In talking to hundreds of people about their worst school
experiences, Irwin Hyman has gathered quite a collection of
heartbreaking tales.
One student was humiliated when the teacher pointed out to the
entire class that he was scratching his rear end. A
misbehaving ninth grader was put in a corner of the classroom
with chairs piled around him and told that he was being “caged
just like an animal.”
A first-grade teacher taunted one of her students by chanting
“crybaby, crybaby” as the child walked by. A sixth-grader was
proclaimed a “slut” by her teacher when she showed up in class
wearing lipstick left over from being in a school play.
Some Scarred for Years
While these examples might not be as dramatic as a paddling
from the principal, or being slapped by a teacher, they’re
forms of abuse nonetheless, says Hyman, a professor of school
psychology at Temple University and an outspoken critic of
spanking in schools. In especially bad cases, he says, the
psychological damage lingers for years.
Hyman says his research, which he describes in the new book
Dangerous Schools, has shown that emotional abuse by teachers
and school administrators can leave as many as 1 to 2 percent
of all students so shell-shocked that their symptoms qualify
as post-traumatic stress disorder.
While that may not sound like a lot, it turns out to be a
significant number of students. In a school district like New
York City, for example, that would mean 10,000 severely
traumatized kids.
Post-traumatic stress disorder, usually associated with combat
or natural disasters, is marked by troubling nightmares,
depression, reliving the ordeal in your mind and avoiding
situations or people that remind you of the trauma.
Will This Year Be Worse?
Hyman fears that things will be even worse now, as the new
school year begins and educators are more anxious than ever
about violence after the previous year’s shootings in
Colorado, Georgia and elsewhere. Schools are more likely to
react with increased security and discipline rather than more
mental health counselors for kids.
What they don’t realize, Hyman says, is that emotional
mistreatment of students can contribute to the problem of
violence in the first place by making the kids feel rejected
and isolated.
“The real danger in schools,” he says, “is the ongoing
physical and emotional maltreatment by teachers and staff.”

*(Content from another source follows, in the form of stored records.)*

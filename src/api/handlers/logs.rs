//! Operation log handlers: listing with filters, and retention cleanup.

use axum::extract::{Extension, Query, State};
use axum::Json;
use chrono::Utc;

use crate::api::error::ApiError;
use crate::api::types::{
    CleanupQuery, CleanupResponse, LogListQuery, LogListResponse, LogPage, Pagination,
};
use crate::auth::AuthIdentity;
use crate::domain::{LogDraft, LogEntry, OperationType};
use crate::server::AppState;

const DEFAULT_PAGE_SIZE: usize = 20;
const MAX_PAGE_SIZE: usize = 200;

/// GET /api/logs/list — basic filters and pagination.
pub async fn list(
    State(state): State<AppState>,
    Query(query): Query<LogListQuery>,
) -> Result<Json<LogListResponse>, ApiError> {
    let entries = state.logger.read_all().await?;
    Ok(Json(paginate(filter(entries, &query, false), &query)))
}

/// GET /api/logs/advanced — adds status, keyword, and time-window filters.
pub async fn advanced(
    State(state): State<AppState>,
    Query(query): Query<LogListQuery>,
) -> Result<Json<LogListResponse>, ApiError> {
    let entries = state.logger.read_all().await?;
    Ok(Json(paginate(filter(entries, &query, true), &query)))
}

/// POST /api/logs/cleanup — retention sweep or clear-all. Admin only.
pub async fn cleanup(
    State(state): State<AppState>,
    identity: Option<Extension<AuthIdentity>>,
    Query(query): Query<CleanupQuery>,
) -> Result<Json<CleanupResponse>, ApiError> {
    let operator = match identity {
        Some(Extension(AuthIdentity(id))) if id.is_admin() => id.operator(),
        _ => return Err(ApiError::forbidden("admin permission required")),
    };

    if query.clear_all.unwrap_or(false) {
        let deleted = state.logger.clear_all().await?;
        // the clear-all record is written after the sweep, so it is the
        // first entry of the fresh log
        state
            .logger
            .record(
                LogDraft::new(OperationType::LogsClearAll)
                    .operator(operator)
                    .details(serde_json::json!({"clearedCount": deleted})),
            )
            .await;

        return Ok(Json(CleanupResponse {
            success: true,
            message: "all log entries cleared".to_string(),
            deleted_count: deleted,
        }));
    }

    let retention_days = query
        .retention_days
        .unwrap_or(state.log_retention_days)
        .max(0);
    let deleted = state.logger.sweep(retention_days).await?;

    state
        .logger
        .record(
            LogDraft::new(OperationType::LogsCleanup)
                .operator(operator)
                .details(serde_json::json!({
                    "retentionDays": retention_days,
                    "deletedCount": deleted,
                })),
        )
        .await;

    Ok(Json(CleanupResponse {
        success: true,
        message: "log cleanup complete".to_string(),
        deleted_count: deleted,
    }))
}

fn filter(entries: Vec<LogEntry>, query: &LogListQuery, advanced: bool) -> Vec<LogEntry> {
    let (mut start, mut end) = (query.start_time, query.end_time);

    if advanced {
        if let Some(window) = query.time_range.as_deref().and_then(window_millis) {
            let now = Utc::now().timestamp_millis();
            start = Some(now - window);
            end = Some(now);
        }
    }

    entries
        .into_iter()
        .filter(|entry| {
            if matches!(start, Some(s) if entry.timestamp < s) {
                return false;
            }
            if matches!(end, Some(e) if entry.timestamp > e) {
                return false;
            }
            if let Some(op) = &query.operation_type {
                if entry.operation.to_string() != *op {
                    return false;
                }
            }
            if let Some(operator) = &query.operator {
                let matches = if advanced {
                    entry
                        .operator
                        .to_lowercase()
                        .contains(&operator.to_lowercase())
                } else {
                    entry.operator == *operator
                };
                if !matches {
                    return false;
                }
            }
            if advanced {
                if let Some(status) = &query.status {
                    let entry_status = serde_json::to_value(entry.status)
                        .ok()
                        .and_then(|v| v.as_str().map(str::to_string))
                        .unwrap_or_default();
                    if entry_status != *status {
                        return false;
                    }
                }
                if let Some(keyword) = &query.keyword {
                    if !keyword_matches(entry, keyword) {
                        return false;
                    }
                }
            }
            true
        })
        .collect()
}

/// Case-insensitive search over message, details, error, and path.
fn keyword_matches(entry: &LogEntry, keyword: &str) -> bool {
    let keyword = keyword.to_lowercase();
    let haystack = format!(
        "{} {} {} {}",
        entry.message,
        entry.details,
        entry
            .error
            .as_ref()
            .map(|e| e.message.as_str())
            .unwrap_or(""),
        entry
            .request
            .as_ref()
            .map(|r| r.path.as_str())
            .unwrap_or(""),
    );
    haystack.to_lowercase().contains(&keyword)
}

fn window_millis(range: &str) -> Option<i64> {
    let hours = match range {
        "1h" => 1,
        "6h" => 6,
        "12h" => 12,
        "24h" => 24,
        "3d" => 3 * 24,
        "7d" => 7 * 24,
        "30d" => 30 * 24,
        _ => return None,
    };
    Some(hours * 60 * 60 * 1000)
}

fn paginate(mut entries: Vec<LogEntry>, query: &LogListQuery) -> LogListResponse {
    // newest first for display
    entries.sort_by(|a, b| b.timestamp.cmp(&a.timestamp));

    let page = query.page.unwrap_or(1).max(1);
    let page_size = query
        .page_size
        .unwrap_or(DEFAULT_PAGE_SIZE)
        .clamp(1, MAX_PAGE_SIZE);

    let total = entries.len();
    let start = (page - 1).saturating_mul(page_size).min(total);
    let end = start.saturating_add(page_size).min(total);
    let has_more = end < total;

    LogListResponse {
        success: true,
        data: LogPage {
            logs: entries[start..end].to_vec(),
            pagination: Pagination {
                page,
                page_size,
                total,
                has_more,
            },
        },
    }
}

That usually takes the form of intimidation, ignoring
students, being overly critical, verbal assaults like sarcasm
and name-calling and failing to intervene when kids are teased
or bullied by their peers.
School Stress Trouble Signs
Here are some signs that children may be suffering from
school-related post-traumatic stress disorder:
Child has difficulty paying attention or focusing on
schoolwork.
Child has nightmares or other sleep disturbances.

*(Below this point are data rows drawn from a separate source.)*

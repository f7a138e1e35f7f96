//! Session token codec.
//!
//! A minimal JWT-shaped token: two URL-safe base64 segments (header,
//! payload) joined by `.`, followed by an HMAC-SHA256 tag over the first
//! two segments keyed with the server secret.
//!
//! The codec is a pure function over its inputs. Expiry is a claim, not a
//! codec concern: callers compare `exp` against the clock themselves, so
//! that "well-formed but stale" is distinguishable from "forged".

use base64::engine::general_purpose::URL_SAFE_NO_PAD;
use base64::Engine;
use hmac::{Hmac, Mac};
use serde::de::DeserializeOwned;
use serde::{Deserialize, Serialize};
use sha2::Sha256;

type HmacSha256 = Hmac<Sha256>;

/// Codec failure taxonomy.
#[derive(Debug, PartialEq, Eq, thiserror::Error)]
pub enum TokenError {
    /// Not exactly three dot-separated segments.
    #[error("malformed token")]
    Malformed,

    /// Signature segment does not match the recomputed tag.
    #[error("invalid token signature")]
    InvalidSignature,

    /// Payload segment is not valid base64/JSON.
    #[error("malformed token payload")]
    MalformedPayload,
}

/// Claims carried by an admin session token.
#[derive(Debug, Clone, PartialEq, Eq, Serialize, Deserialize)]
pub struct Claims {
    /// Subject: the admin username.
    pub sub: String,
    pub role: String,
    /// Expiry, Unix seconds. Checked by callers, not the codec.
    #[serde(skip_serializing_if = "Option::is_none")]
    pub exp: Option<i64>,
    /// Issued-at, Unix seconds.
    #[serde(skip_serializing_if = "Option::is_none")]
    pub iat: Option<i64>,
}

impl Claims {
    /// True when `exp` is set and not in the future.
    pub fn expired_at(&self, now_secs: i64) -> bool {
        matches!(self.exp, Some(exp) if exp <= now_secs)
    }
}

#[derive(Serialize)]
struct Header {
    alg: &'static str,
    typ: &'static str,
}

const HEADER: Header = Header {
    alg: "HS256",
    typ: "JWT",
};

fn tag(signing_input: &str, secret: &[u8]) -> Vec<u8> {
    let mut mac = HmacSha256::new_from_slice(secret).expect("HMAC accepts any key length");
    mac.update(signing_input.as_bytes());
    mac.finalize().into_bytes().to_vec()
}

/// Serialize and sign a payload into a `header.payload.signature` token.
pub fn encode<T: Serialize>(payload: &T, secret: &[u8]) -> Result<String, TokenError> {
    let header_json = serde_json::to_vec(&HEADER).map_err(|_| TokenError::MalformedPayload)?;
    let payload_json = serde_json::to_vec(payload).map_err(|_| TokenError::MalformedPayload)?;

    let signing_input = format!(
        "{}.{}",
        URL_SAFE_NO_PAD.encode(header_json),
        URL_SAFE_NO_PAD.encode(payload_json)
    );
    let signature = URL_SAFE_NO_PAD.encode(tag(&signing_input, secret));

    Ok(format!("{signing_input}.{signature}"))
}

/// Verify the signature and parse the payload of a token.
///
/// Fails with [`TokenError::Malformed`] unless the token has exactly three
/// segments, [`TokenError::InvalidSignature`] unless the third segment
/// matches the recomputed tag byte for byte, and
/// [`TokenError::MalformedPayload`] if the payload does not parse.
pub fn decode<T: DeserializeOwned>(token: &str, secret: &[u8]) -> Result<T, TokenError> {
    let segments: Vec<&str> = token.split('.').collect();
    let [header, payload, signature] = segments.as_slice() else {
        return Err(TokenError::Malformed);
    };

    let signing_input = format!("{header}.{payload}");
    let provided = URL_SAFE_NO_PAD
        .decode(signature)
        .map_err(|_| TokenError::InvalidSignature)?;

    let mut mac = HmacSha256::new_from_slice(secret).expect("HMAC accepts any key length");
    mac.update(signing_input.as_bytes());
    mac.verify_slice(&provided)
        .map_err(|_| TokenError::InvalidSignature)?;

    let payload_bytes = URL_SAFE_NO_PAD
        .decode(payload)
        .map_err(|_| TokenError::MalformedPayload)?;
    serde_json::from_slice(&payload_bytes).map_err(|_| TokenError::MalformedPayload)
}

Child is aggressive, hostile or makes threats.
Child avoids school, teachers or anything related to the
trauma.
Child has repeated unwanted thoughts about an event.
Child has health problems like headaches or stomachaches that
seem to be stress-related.
Child seems depressed or has lost interest in activities he
once enjoyed.
Kevin P. Dwyer, president of the National Association of
School Psychologists, says Hyman overstates the problem by
placing so much blame on teachers. More than three-quarters of
students say they’re happy in school, Dwyer says, and almost
half can easily name a teacher who changed their life for the
better.
Judging by his conversations with students, he says, students
are far more concerned about the emotional abuse kids give
each other than what they get from their teachers.
Teachers Don’t Get Help
However, kids can often tell you about a teacher who
humiliated them or made them feel dejected. Dwyer knows one
student who drank liquid drain opener after a teacher told her
she was too stupid to learn algebra. Thankfully, she survived.
Although it’s too soon to tell, Dwyer says he wouldn’t be
surprised if things get worse this school year.
“I would suspect that teachers do feel more tense,” he says.
“And school systems haven’t given teachers the resources to
deal with the anxieties and frustrations they’re probably
having this year. When people have anxieties and frustrations
they usually don’t behave effectively.”
Plus, Dwyer says, teachers get very little training in how to
be sensitive to their students’ psychological needs in
disciplining them. More than a few teachers would probably say
they’re the ones being emotionally abused, bogged down by huge
classes and unruly students.
“Problems like this are directly related to the amount of
support they receive in how to handle their classrooms,” he
says. “And if you don’t know how to do it, you yell. You bully
the people who are irritating you,” he says. “I’ve never met a
teacher who didn’t want to learn other techniques for better
discipline.”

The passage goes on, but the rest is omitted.